Keith Matthew Boxley (born January 2, 1962), better known as Keith Shocklee or Wizard K-Jee, is an American record producer and DJ. He was an original member of Public Enemy and the Bomb Squad. He has contributed his talent to several albums including It Takes A Nation Of Millions To Hold Us Back and Fear of a Black Planet. Shocklee also co-produced the singles "Bring the Noise” and "Fight The Power," which were included on Rolling Stone's list of the “500 Greatest Songs Of All Time.”

== Early life ==
Shocklee was born and raised in Roosevelt, New York. He was a childhood friend of rappers Chuck D and Flavor Flav.

==Career==
Shocklee began his career DJing at various parks, house parties and clubs in New York City during the early 1980s. He also cites Fatback Band's ""King Tim III (Personality Jock)" as the pioneering rap song that triggered his interest in recording. The Bomb Squad's first songs were produced in Shocklee's mother's basement and recorded on tape and acetate. He has since gone on to work with the following recording artists: LL Cool J, Ice Cube, Janet Jackson, Sinéad O'Connor and many other big-name acts.
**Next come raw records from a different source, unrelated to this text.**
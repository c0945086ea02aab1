//! Manufacturing report variants and their fixed constants

/// Decimal places used when formatting each derived field.
#[derive(Debug, Clone, Copy, PartialEq, Eq)]
pub struct Precision {
    pub net_weight: u32,
    pub total_materials: u32,
    pub nacl_content: u32,
    pub intermediate_water: u32,
    pub total_nacl_water: u32,
    pub final_nacl_water: u32,
    pub flow_rate: u32,
    pub grand_total: u32,
    pub yield_rate: u32,
}

impl Precision {
    const fn standard(final_nacl_water: u32) -> Self {
        Self {
            net_weight: 2,
            total_materials: 2,
            nacl_content: 2,
            intermediate_water: 2,
            total_nacl_water: 2,
            final_nacl_water,
            flow_rate: 0,
            grand_total: 2,
            yield_rate: 1,
        }
    }
}

/// A report template. Percentages are whole numbers (39.5 means 39.5%).
#[derive(Debug, Clone, PartialEq)]
pub struct FormVariant {
    pub code: &'static str,
    pub name: &'static str,
    pub std_mean_moisture_pct: f64,
    pub nacl_water_pct: f64,
    pub nacl_specific_gravity: f64,
    /// Container tare subtracted from every raw scale reading.
    pub tare_weight: f64,
    pub std_yield_weight: f64,
    /// Path prefix of the primary material weighing block.
    pub primary_material: &'static str,
    /// Input paths of the auxiliary raw materials added to the batch.
    pub auxiliary_materials: &'static [&'static str],
    pub precision: Precision,
}

pub const VARIANTS: &[FormVariant] = &[
    FormVariant {
        code: "BZ3",
        name: "BZ3 batch production report",
        std_mean_moisture_pct: 39.5,
        nacl_water_pct: 15.0,
        nacl_specific_gravity: 1.1,
        tare_weight: 22.5,
        std_yield_weight: 2200.0,
        primary_material: "rc417Weighting",
        auxiliary_materials: &[
            "rawMaterials.magnesiumHydroxide",
            "rawMaterials.activatedCarbon",
        ],
        precision: Precision::standard(1),
    },
    FormVariant {
        code: "BS3-A",
        name: "BS3-A batch production report",
        std_mean_moisture_pct: 38.0,
        nacl_water_pct: 15.0,
        nacl_specific_gravity: 1.1,
        tare_weight: 22.5,
        std_yield_weight: 2000.0,
        primary_material: "rc417Weighting",
        auxiliary_materials: &[
            "rawMaterials.magnesiumHydroxide",
            "rawMaterials.gypsumPlaster",
        ],
        precision: Precision::standard(1),
    },
    FormVariant {
        code: "BS3-B",
        name: "BS3-B batch production report",
        std_mean_moisture_pct: 41.0,
        nacl_water_pct: 20.0,
        nacl_specific_gravity: 1.15,
        tare_weight: 30.0,
        std_yield_weight: 1800.0,
        primary_material: "rc430Weighting",
        auxiliary_materials: &[
            "rawMaterials.gypsumPlaster",
            "rawMaterials.activatedCarbon",
            "rawMaterials.magnesiumHydroxide",
        ],
        precision: Precision::standard(0),
    },
];

impl FormVariant {
    /// Look up a variant by its exact code, ignoring surrounding whitespace.
    pub fn lookup(code: &str) -> Option<&'static FormVariant> {
        let code = code.trim();
        VARIANTS.iter().find(|v| v.code == code)
    }

    pub fn codes() -> impl Iterator<Item = &'static str> {
        VARIANTS.iter().map(|v| v.code)
    }

    /// Path of a weighing row field inside the primary material block.
    pub fn weighing_path(&self, row: usize, field: &str) -> String {
        format!("{}.row{}.{}", self.primary_material, row, field)
    }

    pub fn primary_total_path(&self) -> String {
        format!("{}.total", self.primary_material)
    }
}
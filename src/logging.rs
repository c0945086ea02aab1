//! Tracing subscriber setup
use tracing_subscriber::{EnvFilter, fmt};

/// Install the global subscriber. `RUST_LOG` selects the filter, `info` by
/// default, e.g. `RUST_LOG=batch_report=debug`.
pub fn init() {
    let filter = EnvFilter::try_from_default_env().unwrap_or_else(|_| EnvFilter::new("info"));

    fmt()
        .with_env_filter(filter)
        .with_target(true)
        .with_line_number(true)
        .init();
}

/// Debug-level subscriber writing through the test harness. Safe to call
/// from every test.
pub fn init_test() {
    let _ = fmt()
        .with_env_filter(EnvFilter::new("debug"))
        .with_test_writer()
        .try_init();
}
September, 21 2021 Keith announced his own imprint Spectrum City Records and will be releasing new music.

== Discography ==
The 7A3
- Coolin' in Cali (1988)
LL Cool J
- Walking with a Panther (1989)
3rd Bass
- The Cactus Album (1989)
Paula Abdul
- Cold Hearted Quiverin' (1989)
Public Enemy
- Welcome to the Terrordome (1989)
- Fight the Power (1989)
- Fear of a Black Planet (1990)
- He Got Game (1998)
K-9 Posse
- It Gets No Deeper (1989)
Young Black Teenagers
- Nobody Knows Kelli / Proud to be Black (1990)
- Young Black Teenagers (1991)
- Roll with the Flavor (1993)
- Dead Endz Kidz Doin' Lifetime Bidz (1993)
Bell Biv DeVoe
- Poison (1990)
- BBD (I Thought It Was Me)? (1990)
- Let Me Know Something?! (1991)
Ice Cube
- AmeriKKKa's Most Wanted (1990)
Son Of Bazerk
- Change the Style (1991)
Debelah
- Free (1994)
Film & Television Soundtracks
- House Party (1990)
- Juice (1991)
- Mo' Money (1992)
- The Meteor Man (1993)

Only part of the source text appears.